◆ **WHAT THE EXERCISE ASKS**
Count how many lines in the data hold "failure". Only the number.

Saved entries
____________

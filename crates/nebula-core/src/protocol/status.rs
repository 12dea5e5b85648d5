//! Transfer status vocabulary.

use serde::{Deserialize, Serialize};

/// How the archive bytes travel between the two agents.
#[derive(Debug, Clone, Copy, PartialEq, Eq, Serialize, Deserialize)]
#[serde(rename_all = "snake_case")]
pub enum TransferMode {
    /// Direct TCP socket between the agents.
    P2p,
    /// Chunks forwarded by the master over the control sessions.
    Relay,
}

/// Status values reported by agents and forwarded to the requester.
#[derive(Debug, Clone, Copy, PartialEq, Eq, Serialize, Deserialize)]
#[serde(rename_all = "snake_case")]
pub enum TransferStatus {
    /// Direct dial succeeded for this rendezvous attempt.
    P2pSuccess,
    /// Direct dial failed for this rendezvous attempt.
    P2pFailed,
    /// Source is about to stream; receiver should prepare.
    Initiated,
    /// Periodic liveness while the stream is in flight.
    Running,
    /// Stream drained; receiver should extract.
    Completed,
    /// Terminal failure; receiver should abort.
    TransferFailed,
}

impl TransferStatus {
    /// Whether this status ends the transfer's lifecycle.
    pub fn is_terminal(&self) -> bool {
        matches!(self, TransferStatus::Completed | TransferStatus::TransferFailed)
    }
}

/// `master_transfer_status` payload.
#[derive(Debug, Clone, PartialEq, Serialize, Deserialize)]
pub struct TransferStatusUpdate {
    pub status: TransferStatus,
    #[serde(default, skip_serializing_if = "Option::is_none")]
    pub connection_id: Option<String>,
    /// The reporting agent (or, on forwarded frames, the source agent).
    #[serde(default, skip_serializing_if = "Option::is_none")]
    pub agent_id: Option<String>,
    #[serde(default, skip_serializing_if = "Option::is_none")]
    pub reason: Option<String>,
}

impl TransferStatusUpdate {
    /// A bare status report from `agent_id`.
    pub fn report(status: TransferStatus, agent_id: impl Into<String>) -> Self {
        Self {
            status,
            connection_id: None,
            agent_id: Some(agent_id.into()),
            reason: None,
        }
    }

    /// Attach the transfer's connection id.
    pub fn with_connection_id(mut self, connection_id: impl Into<String>) -> Self {
        self.connection_id = Some(connection_id.into());
        self
    }

    /// Attach a failure reason.
    pub fn with_reason(mut self, reason: impl Into<String>) -> Self {
        self.reason = Some(reason.into());
        self
    }
}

____________

◆ **EXERCISE SOLUTION**
2